CORONAVIRUS, IL MEDICO DEL “GIOVANNI PAOLO II” CONTAGIATO RACCONTA LA SUA VICENDA AL GDS

In un articolo a firma di Riccardo Arena e pubblicato oggi sul Giornale di Sicilia, la paziente medico di Sciacca risultata positiva al coronavirus mentre era in servizio presso l’ospedale di Sciacca racconta la sua sofferenza, ma anche il suo sfogo per essere stata sottoposta ad una sorta di linciaggio.

“Posso dire però di avere conosciuto l’animo umano, quello vero. La cattiveria che c’è dentro ciascuno di noi”, dice al GdS. La dottoressa è prossima alle dimissioni dopo un lungo periodo di ricovero nel reparto di Malattie infettive dell’ospedale Sant’Elia di Caltanissetta.

“Sto ripetendo i tamponi, ce ne vogliono almeno due negativi per essere considerati guariti”. Fa il medico all’ospedale Giovanni Paolo II di Sciacca. “In gennaio- racconta al GdS- avevamo un paziente malato di tubercolosi, in reparto. L’abbiamo scoperto dopo. Così abbiamo rischiato anche la Tbc. Ci sta. Quello che non è ammissibile è essere considerati untori. Da tutti. Pure da quelli con cui hai parlato o lavorato fino a poche ore prima. Questo no, non ci sta, non ci deve stare”.

La dottoressa è stata posta al centro della causa scatenante l’infezione nella struttura ospedaliera saccense. “Hanno detto e scritto che ho frequentato una comitiva di bergamaschi, che sono stata a Bergamo nei giorni precedenti la manifestazione del contagio, che ho amici bergamaschi e che li avevo visti fino a poco prima. Un giornale lo scrive ancora ieri.  Tutte cose assolutamente false. Mai stata a Bergamo, mai avuto amici di quella città, mai incontrato nessuno che veniva da là. Eppure in tanti ci hanno creduto. E lasciamo stare chi non ti conosce e fa rimbalzare voci orecchiate qua e là. Ma chi sa chi sei? Come può dubitare di te?”.

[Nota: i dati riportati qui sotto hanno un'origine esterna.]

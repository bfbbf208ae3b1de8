use crate::converters::converter::{ConversionRequest, Converter};
use crate::converters::executor::CommandExecutor;
use crate::models::{ConversionKind, DocumentFormat};
use async_trait::async_trait;
use service_core::error::AppError;
use std::path::Path;

/// Profile directory created inside each output dir. Concurrent soffice
/// processes sharing one profile block each other.
const PROFILE_DIR: &str = ".lo-profile";

/// Drives LibreOffice in headless mode.
pub struct LibreOfficeConverter {
    program: String,
}

impl LibreOfficeConverter {
    pub fn new(program: impl Into<String>) -> Self {
        Self {
            program: program.into(),
        }
    }

    fn target_filter(target: DocumentFormat) -> &'static str {
        match target {
            DocumentFormat::Pdf => "pdf:writer_pdf_Export",
            DocumentFormat::Docx => "docx:MS Word 2007 XML",
            DocumentFormat::Doc => "doc:MS Word 97",
        }
    }

    pub fn build_args(request: &ConversionRequest<'_>) -> Vec<String> {
        let profile = request.output_dir.join(PROFILE_DIR);
        let mut args = vec![
            format!("-env:UserInstallation={}", file_url(&profile)),
            "--headless".to_string(),
            "--nologo".to_string(),
            "--norestore".to_string(),
            "--nofirststartwizard".to_string(),
            "--nodefault".to_string(),
        ];

        // Without the import filter soffice opens PDFs in Draw
        if request.input_format == DocumentFormat::Pdf {
            args.push("--infilter=writer_pdf_import".to_string());
        }

        args.push("--convert-to".to_string());
        args.push(Self::target_filter(request.kind.target()).to_string());
        args.push(request.input.display().to_string());
        args.push("--outdir".to_string());
        args.push(request.output_dir.display().to_string());
        args
    }
}

fn file_url(path: &Path) -> String {
    let raw = path.display().to_string().replace('\\', "/");
    let encoded = raw
        .split('/')
        .enumerate()
        .map(|(i, segment)| {
            // Keep a Windows drive letter such as `C:` readable
            if i == 0 && segment.ends_with(':') {
                segment.to_string()
            } else {
                urlencoding::encode(segment).into_owned()
            }
        })
        .collect::<Vec<_>>()
        .join("/");

    if encoded.starts_with('/') {
        format!("file://{}", encoded)
    } else {
        format!("file:///{}", encoded)
    }
}

#[async_trait]
impl Converter for LibreOfficeConverter {
    fn name(&self) -> &'static str {
        "libreoffice"
    }

    fn supports(&self, _kind: ConversionKind) -> bool {
        true
    }

    async fn convert(
        &self,
        request: &ConversionRequest<'_>,
        executor: &CommandExecutor,
    ) -> Result<(), AppError> {
        let args = Self::build_args(request);

        tracing::info!(
            converter = self.name(),
            kind = %request.kind,
            input = ?request.input,
            "Invoking conversion engine"
        );

        executor
            .execute(&self.program, &args, Some(request.output_dir))
            .await
            .map_err(|e| AppError::ConversionFailed(anyhow::Error::new(e)))?;

        Ok(())
    }
}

Nelle quasi tre settimane di ricovero, la dottoressa ha riavvolto il nastro del film vissuto.  “Sono stata in ferie dal 23 al 29 febbraio. Fino al 4 marzo ho lavorato con tutte le precauzioni, con la mascherina, i guanti: la sera ho cominciato a manifestare i sintomi, febbricola e tosse, l’espettorato aveva tracce di sangue. Avrei dovuto lavorare di notte e ho subito avvisato la collega che non sarei andata. In ospedale ho fatto le lastre al torace e gli esami di sangue. Il giorno dopo mi sono messa in autoisolamento. Il tampone è risultato positivo venerdì 6. Da quando ho avuto il primo sintomo non sono più andata a lavorare”. La dottoressa è stata subito trasferita al Sant’Elia di Caltanissetta, nel reparto malattie infettive.

“I primi giorni ho avuto insufficienza respiratoria importante, è venuto il rianimatore a valutarmi. Per fortuna non ha ritenuto di dovermi intubare ma sono stati giorni pesantissimi. Non si può avere l’idea, se non ci si passa: da sola, senza poter vedere nessuno, neppure i familiari più stretti. Senza contatti, senza fiato. Sì, senza fiato,  dovevo materialmente risparmiarlo per avere la forza di parlare pochi minuti al telefono con i miei. Ed è terribile vedere e sentire il proprio padre anziano soffrire a distanza”.

Pensa all’immediato futuro: “In realtà non so dove tornare, una volta dimessa dall’ospedale. Dovunque vada, mi guarderanno con sospetto. Ho avuto tanta solidarietà dai colleghi dell’ospedale. Mi auguro che le chiacchiere finiscano, che i veleni via chat contro i miei si esauriscano”.